Форма, не сдерживаемая содержанием, стремится к распаду, к разложению, поэтому и постимпрессионистское искусство Франции, задавшее тон всему миру, до крайности аналитично. Каждый художник берет одну какую–нибудь сторону живописи и разрабатывает ее лабораторными методами, — картина безнадежно умирает. Приблизительно то же относится к скульптуре.
Русские довоенные художники начали было вступать на эту стезю головного кубизма и бесшабашно–безмозглого футуризма. Но тут пришла революция.
Чего, собственно, революция могла сразу потребовать от художника?
Во–первых, могла возникнуть наиболее простая, хотя и очень важная форма связи художника с новой жизнью: пролетариат в своем строительстве культурного быта мог привлечь художника к созданию новых жилищ, новой утвари и новой одежды, к участию в промышленности, в изготовлении жизненно полезных вещей. Такого рода работа была художникам предложена. Однако художники так называемого правого крыла, то есть эпигоны совершенно обветшавшего к тому времени академизма, и эстетный «Мир искусства», а также «центр», отражающий постсимволические и постимпрессионистские искания, были к этому совершенно не приспособлены. Не умея ни рисовать, ни строить картину, они вместе с тем презирали художественную работу в промышленности. Наоборот, более или менее склоняющиеся к футуризму всякого рода «беспредметники» не могли не увидеть в этом некоторой возможности единения с пролетариатом, который стал господином положения. Не надо думать, что художники просто хотели «подлизаться» к нему. Нет, они естественно чувствовали симпатию к рабочему классу, открывшему для них такие горизонты.
Но как подойти к нему? Те идеи, с которыми шел пролетариат, те чувства, которые горели в его сердце, были совершенно чужды молодым футуристам. Им трудно было приспособиться к нему в качестве художников–идеологов; зато в качестве художников, делающих вещи, орнаментирующих, декорирующих художников им можно было, казалось, найти контакт.
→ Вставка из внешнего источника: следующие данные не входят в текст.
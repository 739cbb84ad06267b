//! Roster table parser for asia-basket.com player listings.

use regex::Regex;
use scraper::{ElementRef, Html};
use serde::{Deserialize, Serialize};
use std::sync::LazyLock;
use tracing::{debug, warn};

use super::schema::{LayoutRow, ROSTER};
use super::text::{element_attr, element_text, last_path_segment, selector};
use crate::error::ScrapeResult;

/// Table that holds roster rows; also the readiness signal for roster pages
pub const ROSTER_TABLE_SELECTOR: &str = "table#players.dataTable, table.authorstable";

/// Cell holding the "Showing 1 - 15 of 42 Players" marker
pub const SHOWING_MARKER_SELECTOR: &str = r#"td[width="34%"]"#;

const ROSTER_ROW_SELECTOR: &str = "table.dataTable#players tbody tr, table.authorstable tbody tr";

static TOTAL_RE: LazyLock<Regex> =
    LazyLock::new(|| Regex::new(r"of\s+(\d+)\s+Players").expect("valid total regex"));
static RANGE_RE: LazyLock<Regex> = LazyLock::new(|| {
    Regex::new(r"Showing\s+(\d+)\s*[-–—]\s*(\d+)").expect("valid range regex")
});

/// One row of the league roster
#[derive(Debug, Clone, PartialEq, Serialize, Deserialize, Default)]
#[serde(rename_all = "camelCase")]
pub struct RosterEntry {
    pub id: String,
    pub name: String,
    pub profile_url: String,
    pub team: String,
    pub league: String,
    pub nationality: String,
    pub age: String,
    pub height: String,
    pub position: String,
}

/// Parsed "Showing A - B of N Players" marker
#[derive(Debug, Clone, Copy, PartialEq, Eq)]
pub struct ShowingMarker {
    pub first: Option<u32>,
    pub last: Option<u32>,
    pub total: u32,
}

/// Everything extracted from one roster page
#[derive(Debug, Clone, Default)]
pub struct RosterPage {
    pub players: Vec<RosterEntry>,
    /// Raw marker text, kept to detect page transitions
    pub marker_text: Option<String>,
    pub marker: Option<ShowingMarker>,
}

/// Parser for roster listing pages
pub struct RosterParser;

impl RosterParser {
    /// Parse players and the pagination marker from a roster page
    pub fn parse(html: &str) -> RosterPage {
        let document = Html::parse_document(html);

        let players = match Self::parse_players(&document) {
            Ok(players) => players,
            Err(e) => {
                warn!("Roster rows could not be extracted: {}", e);
                Vec::new()
            }
        };

        let marker_text = Self::marker_text(&document);
        let marker = marker_text.as_deref().and_then(Self::parse_marker);

        RosterPage {
            players,
            marker_text,
            marker,
        }
    }

    fn parse_players(document: &Html) -> ScrapeResult<Vec<RosterEntry>> {
        let row_selector = selector("roster", ROSTER_ROW_SELECTOR)?;
        let th_selector = selector("roster", "th")?;
        let td_selector = selector("roster", "td")?;
        let a_selector = selector("roster", "a")?;

        let mut players = Vec::new();
        for row in document.select(&row_selector) {
            if row.select(&th_selector).next().is_some() {
                continue;
            }
            let Some(row) = LayoutRow::new(&ROSTER, row.select(&td_selector).collect()) else {
                continue;
            };
            if let Some(player) = Self::parse_row(&row, &a_selector) {
                players.push(player);
            }
        }

        Ok(players)
    }

    fn parse_row(row: &LayoutRow, a_selector: &scraper::Selector) -> Option<RosterEntry> {
        let link: ElementRef = row.cell("name")?.select(a_selector).next()?;
        let name = element_text(&link);
        let profile_url = element_attr(&link, "href")?;
        if name.is_empty() {
            return None;
        }

        let Some(id) = last_path_segment(&profile_url) else {
            debug!("Dropping roster row for {}: no id in {}", name, profile_url);
            return None;
        };

        Some(RosterEntry {
            id,
            name,
            profile_url,
            team: row.text("team"),
            league: row.text("league"),
            nationality: row.text("nationality"),
            age: row.text("age"),
            height: row.text("height"),
            position: row.text("position"),
        })
    }

    fn marker_text(document: &Html) -> Option<String> {
        let marker_selector = selector("roster marker", SHOWING_MARKER_SELECTOR).ok()?;
        document
            .select(&marker_selector)
            .next()
            .map(|el| element_text(&el))
    }

    /// Parse marker text; `None` when the total cannot be read
    pub fn parse_marker(text: &str) -> Option<ShowingMarker> {
        let total = TOTAL_RE.captures(text)?[1].parse().ok()?;
        let (first, last) = match RANGE_RE.captures(text) {
            Some(caps) => (caps[1].parse().ok(), caps[2].parse().ok()),
            None => (None, None),
        };

        Some(ShowingMarker { first, last, total })
    }
}

#[cfg(test)]
pub(crate) mod tests {
    use super::*;

    /// Builds a roster page the way asia-basket.com lays it out.
    pub(crate) fn roster_html(first: u32, total: u32, rows: &[(&str, &str)]) -> String {
        let last = first + rows.len() as u32 - 1;
        let body: String = rows
            .iter()
            .map(|(id, name)| {
                format!(
                    r#"<tr><td><a href="https://www.asia-basket.com/player/{name}/{id}">{name}</a></td>
                    <td>Khasyn Khuleguud</td><td>Mongolia - MNBL</td><td>Mongolia</td>
                    <td>24</td><td>198</td><td>F</td></tr>"#,
                    id = id,
                    name = name
                )
            })
            .collect();
        format!(
            r#"<html><body>
            <table><tr><td width="34%">Showing {first} - {last} of {total} Players</td></tr></table>
            <table id="players" class="dataTable">
              <thead><tr><th>Name</th><th>Team</th><th>League</th><th>Nat</th><th>Age</th><th>Height</th><th>Pos</th></tr></thead>
              <tbody>{body}</tbody>
            </table></body></html>"#,
        )
    }

    #[test]
    fn test_parse_roster_page() {
        let html = roster_html(1, 42, &[("757769", "A--Bathuyag"), ("757770", "B--Dorj")]);
        let page = RosterParser::parse(&html);

        assert_eq!(page.players.len(), 2);
        let first = &page.players[0];
        assert_eq!(first.id, "757769");
        assert_eq!(first.name, "A--Bathuyag");
        assert_eq!(
            first.profile_url,
            "https://www.asia-basket.com/player/A--Bathuyag/757769"
        );
        assert_eq!(first.team, "Khasyn Khuleguud");
        assert_eq!(first.league, "Mongolia - MNBL");
        assert_eq!(first.nationality, "Mongolia");
        assert_eq!(first.age, "24");
        assert_eq!(first.height, "198");
        assert_eq!(first.position, "F");

        assert_eq!(
            page.marker,
            Some(ShowingMarker {
                first: Some(1),
                last: Some(2),
                total: 42
            })
        );
        assert_eq!(page.marker_text.as_deref(), Some("Showing 1 - 2 of 42 Players"));
    }

    #[test]
    fn test_short_and_unlinked_rows_are_dropped() {
        let html = r#"<html><body>
        <table class="authorstable"><tbody>
          <tr><td><a href="/player/Short/1">Short</a></td><td>Team</td></tr>
          <tr><td>No link</td><td>T</td><td>L</td><td>N</td><td>20</td><td>190</td><td>G</td></tr>
          <tr><td><a href="/player/Trailing/">Trailing</a></td><td>T</td><td>L</td><td>N</td><td>20</td><td>190</td><td>G</td></tr>
          <tr><td><a href="/player/Good/55">Good</a></td><td>T</td><td>L</td><td>N</td><td>20</td><td>190</td><td>G</td></tr>
        </tbody></table></body></html>"#;

        let page = RosterParser::parse(html);
        assert_eq!(page.players.len(), 1);
        assert_eq!(page.players[0].id, "55");
        assert!(page.marker.is_none());
    }

    #[test]
    fn test_ids_are_non_empty_and_from_final_segment() {
        let html = roster_html(16, 42, &[("100", "X"), ("200", "Y"), ("300", "Z")]);
        let page = RosterParser::parse(&html);

        for player in &page.players {
            assert!(!player.id.is_empty());
            assert!(player.profile_url.ends_with(&format!("/{}", player.id)));
        }
    }

    #[test]
    fn test_parse_marker_variants() {
        assert_eq!(
            RosterParser::parse_marker("Showing 1–15 of 42 Players").map(|m| m.total),
            Some(42)
        );
        assert_eq!(
            RosterParser::parse_marker("Showing 31 - 42 of 42 Players"),
            Some(ShowingMarker {
                first: Some(31),
                last: Some(42),
                total: 42
            })
        );
        assert_eq!(
            RosterParser::parse_marker("of 7 Players").map(|m| (m.first, m.total)),
            Some((None, 7))
        );
        assert!(RosterParser::parse_marker("No players found").is_none());
    }

    #[test]
    fn test_empty_document() {
        let page = RosterParser::parse("<html></html>");
        assert!(page.players.is_empty());
        assert!(page.marker_text.is_none());
    }
}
Надо сказать только, что в большинстве случаев эти художники были очень далеки от действительной индустрии и научной инженерии. Они только воспевали технику в своих теориях и подражали внешним формам машин в своих стилизующих орнаментах. Поэтому «революционное служение» беспредметников сказалось разве только в удачной росписи фарфора да еще, может быть, в двух или трех случаях.
Но пролетариат предъявил к художникам и второе, еще более важное требование — требование выразить его идеи и чувства в картинах. Картина, являющаяся выражением и иллюстрацией такого явления, как революция, — это ведь бесконечно большое задание. Кто же может выполнить его?
Футуристы, чудовищно смешивая свой приспособленный к беспредметности стиль с искаженными в полупредметности, стилизованными вещами и отдельными моментами реализма, пытались создать какой–то бойкий фут–жаргон для обслуживания этой стороны общественных требований. Но созданные ими знамена, плакаты (в последней области они работали все–таки удачнее всего) оставались трудными для понимания и чуждыми пролетариату, часто даже просто ненужными при наличии огромного идейного и художественного содержания у нового класса. Ведь все это были финтифлюшки, выросшие на почве потери содержания прежним обществом. Новое содержательное общество вовсе не желало проявлять себя сквозь эти нелепые узоры.